Saved data entries

^^^^^^^^

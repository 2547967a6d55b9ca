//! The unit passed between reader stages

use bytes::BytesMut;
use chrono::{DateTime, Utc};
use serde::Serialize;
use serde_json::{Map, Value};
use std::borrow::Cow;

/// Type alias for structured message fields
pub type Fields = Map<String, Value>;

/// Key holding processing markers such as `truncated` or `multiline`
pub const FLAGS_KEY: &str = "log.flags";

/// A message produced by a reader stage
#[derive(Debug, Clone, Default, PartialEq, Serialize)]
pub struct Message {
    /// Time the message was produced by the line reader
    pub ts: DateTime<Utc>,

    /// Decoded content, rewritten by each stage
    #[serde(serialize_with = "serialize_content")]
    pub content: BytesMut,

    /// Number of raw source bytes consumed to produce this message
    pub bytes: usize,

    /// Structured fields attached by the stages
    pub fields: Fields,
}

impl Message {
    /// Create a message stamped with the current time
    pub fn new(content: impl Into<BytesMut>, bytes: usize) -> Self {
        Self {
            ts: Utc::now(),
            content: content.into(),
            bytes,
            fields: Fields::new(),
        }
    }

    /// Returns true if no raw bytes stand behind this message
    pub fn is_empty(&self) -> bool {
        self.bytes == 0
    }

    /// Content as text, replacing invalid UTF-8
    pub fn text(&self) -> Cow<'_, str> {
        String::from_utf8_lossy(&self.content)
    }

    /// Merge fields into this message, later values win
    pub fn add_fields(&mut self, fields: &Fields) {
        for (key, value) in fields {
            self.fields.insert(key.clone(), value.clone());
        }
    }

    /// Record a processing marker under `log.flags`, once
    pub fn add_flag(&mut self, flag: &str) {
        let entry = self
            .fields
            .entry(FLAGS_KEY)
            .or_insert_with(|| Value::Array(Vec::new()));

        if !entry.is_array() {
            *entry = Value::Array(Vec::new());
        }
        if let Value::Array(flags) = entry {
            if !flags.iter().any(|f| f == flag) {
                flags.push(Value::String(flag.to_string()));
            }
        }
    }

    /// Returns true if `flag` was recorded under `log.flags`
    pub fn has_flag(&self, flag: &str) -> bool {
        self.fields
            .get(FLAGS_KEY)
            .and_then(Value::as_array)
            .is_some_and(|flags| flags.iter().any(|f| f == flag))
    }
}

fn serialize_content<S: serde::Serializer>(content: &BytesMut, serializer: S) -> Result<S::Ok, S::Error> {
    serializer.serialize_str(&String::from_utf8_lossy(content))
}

^^^^^^^^

What the task requires: Copy out each line of the data in which the word "impl" appears.

Problem solution:
impl Message {
    pub fn new(content: impl Into<BytesMut>, bytes: usize) -> Self {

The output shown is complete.